Das frühe Christentum als Religion des Buches ist eine narrativ geprägte Religion. Seit der Wende vom vierten zum fünftem Jahrhundert finden sich erste bildliche Darstellungen von Märtyrern (z. B. SS. Giovanni e Paolo, Malerei der confessio, Rom vor 410) im Moment ihres Todes. Die Menge der Szenen des Märtyrertodes bleibt aber in der Spätantike durchaus überschaubar. Die Märtyrerliteratur – passiones, actae und vitae – schildert seit der Mitte des zweiten Jahrhunderts (Martyrium Polycarpi 154/155) Leben und Sterben derselben ungleich detailreicher. Sie enthält gerade im vierten und fünften Jahrhundert stark narrative Elemente und wurde daher auch mit einem „geistlichen Theater“ verglichen . Ausgehend von diesen Unterschieden der narrativen Qualität in den literarischen und den bildlichen Martyriumsdarstellungen will das Forschungsvorhaben zentrale Fragen zu den Erzählstrategien frühchristlicher Bildwerke entwickeln und beantworten:

  • Wie häufig sind Darstellungen des Martyriums überhaupt, ab wann nehmen sie zu?
  • Lässt sich eine Zunahme an Pathos beobachten und wenn ja, wie lässt sie sich erklären?
  • Ist für das Bildverständnis eine Kenntnis der Märtyrerliteratur notwendig?
  • Worin und weshalb weichen die Bilder vom literarischen Narrativ ab?

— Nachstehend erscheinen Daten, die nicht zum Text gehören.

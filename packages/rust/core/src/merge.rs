//! Deduplication of classified candidates into one record per person.
//!
//! Candidates are grouped by [`comparison_key`], so `M Zubair` and
//! `Mr. M. Zubair` or `Bob Clarke` and `Robert Clarke` land together.

use std::collections::{BTreeMap, BTreeSet};

use execscout_classifier::{comparison_key, normalize_name};
use execscout_shared::{MergeConfig, MergedCandidate, PersonClassification, RawCandidate};
use tracing::debug;

/// A raw candidate together with its classifier verdict.
#[derive(Debug, Clone, PartialEq)]
pub struct ClassifiedCandidate {
    pub candidate: RawCandidate,
    pub classification: PersonClassification,
}

impl ClassifiedCandidate {
    fn seen_at(&self) -> (usize, usize) {
        (
            self.candidate.document_index,
            self.candidate.document_position,
        )
    }
}

#[derive(Debug, Clone, Default)]
pub struct Merger {
    config: MergeConfig,
}

impl Merger {
    pub fn new(config: MergeConfig) -> Self {
        Self { config }
    }

    /// Merge accepted candidates into one [`MergedCandidate`] per person.
    ///
    /// Rejected classifications are dropped. Output is ordered by merged
    /// confidence (descending), then first sighting, then name.
    pub fn merge(&self, candidates: Vec<ClassifiedCandidate>) -> Vec<MergedCandidate> {
        let mut groups: BTreeMap<String, Vec<ClassifiedCandidate>> = BTreeMap::new();
        for c in candidates {
            if c.classification.rejected {
                debug!(name = %c.candidate.name, "rejected candidate reached the merger, dropped");
                continue;
            }
            let key = comparison_key(&c.candidate.name);
            if key.is_empty() {
                continue;
            }
            groups.entry(key).or_default().push(c);
        }

        let mut merged: Vec<MergedCandidate> = groups
            .into_values()
            .map(|mut group| {
                group.sort_by(|a, b| {
                    a.seen_at()
                        .cmp(&b.seen_at())
                        .then(a.candidate.source.cmp(&b.candidate.source))
                });
                self.merge_group(&group)
            })
            .collect();

        merged.sort_by(|a, b| {
            b.merged_confidence
                .total_cmp(&a.merged_confidence)
                .then(a.first_seen.cmp(&b.first_seen))
                .then_with(|| a.canonical_name.cmp(&b.canonical_name))
        });
        merged
    }

    /// `group` is non-empty and sorted by first sighting.
    fn merge_group(&self, group: &[ClassifiedCandidate]) -> MergedCandidate {
        let member_names: BTreeSet<String> = group
            .iter()
            .map(|c| normalize_name(&c.candidate.name))
            .collect();
        let sources: BTreeSet<_> = group.iter().map(|c| c.candidate.source).collect();

        let max_confidence = group
            .iter()
            .map(|c| c.candidate.confidence)
            .fold(0.0_f64, f64::max);
        let corroboration =
            self.config.corroboration_bonus * sources.len().saturating_sub(1) as f64;
        let merged_confidence = (max_confidence + corroboration).min(1.0).max(max_confidence);

        let person_probability = group
            .iter()
            .map(|c| c.classification.person_probability)
            .fold(0.0_f64, f64::max);

        // Longest surface form, then strongest, then earliest.
        let canonical_name = group
            .iter()
            .map(|c| (normalize_name(&c.candidate.name), c.candidate.confidence))
            .reduce(|best, next| {
                let longer = next.0.chars().count() > best.0.chars().count();
                let same = next.0.chars().count() == best.0.chars().count();
                if longer || (same && next.1 > best.1) { next } else { best }
            })
            .map(|(name, _)| name)
            .unwrap_or_default();

        let best_context = group
            .iter()
            .map(|c| c.candidate.context.as_str())
            .reduce(|best, next| {
                if next.chars().count() > best.chars().count() { next } else { best }
            })
            .unwrap_or_default()
            .to_string();

        let title_guess = group
            .iter()
            .filter_map(|c| c.candidate.title_guess.as_ref().map(|t| (t, c.candidate.confidence)))
            .reduce(|best, next| if next.1 > best.1 { next } else { best })
            .map(|(title, _)| title.clone());

        let first_seen = group
            .iter()
            .map(ClassifiedCandidate::seen_at)
            .min()
            .unwrap_or_default();

        MergedCandidate {
            canonical_name,
            member_names,
            sources,
            merged_confidence,
            person_probability,
            best_context,
            title_guess,
            first_seen,
        }
    }
}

  • Besteht ein Zusammenhang zwischen Bildträger (Wandmalerei, Reliquiar, Pilgerandenken, etc.) und / oder Bildkontext (Kirchenraum, (Märtyrer-)Grab etc.) und der gewählten Darstellungsweise des Martyriums?
  • Wie verhält sich das Martyriumsbild zur bis ins fünfte Jahrhundert unüblichen Darstellung des Kreuzestodes Jesu als Urfassung des christlichen Martyriums?

Der Vergleich zum literarischen Narrativ soll das Potenzial bzw. die Defizienzen des Mediums Bild aufzeigen. In den frühen Märtyrerakten zeichnet sich eine klare „Umcodierung“ antiker Ideale und Wertevorstellungen ab, die entscheidend zur Ausformulierung einer christlichen Identität beitrug . Dabei ist es der Märtyrerliteratur möglich, das Leiden des Heiligen indirekt ohne konkrete Beschreibung seines Körpers, nur durch die Schilderung der Publikumsreaktion zu veranschaulichen . Im Bild steht diese Option der mehrfachen Perspektivierung nicht zur Verfügung. Es mussten alternative, visuelle Strategien bis hin zum Entstehen narrativer Zyklen entwickelt werden, die im weiteren Verlauf des Forschungsprojektes aufgezeigt werden sollen. Um Entwicklungsstränge besser nachvollziehen zu können, soll ein zeitlicher Bogen von der Spätantike bis in das frühe Mittelalter gespannt werden. Ausgehend von stadtrömischen Beispielen sollen aber auch solche der byzantinischen Tradition Berücksichtigung finden, um so aus einzelnen Fallstudien ein diachrones und regional differenzierendes Gesamtbild herausarbeiten zu können.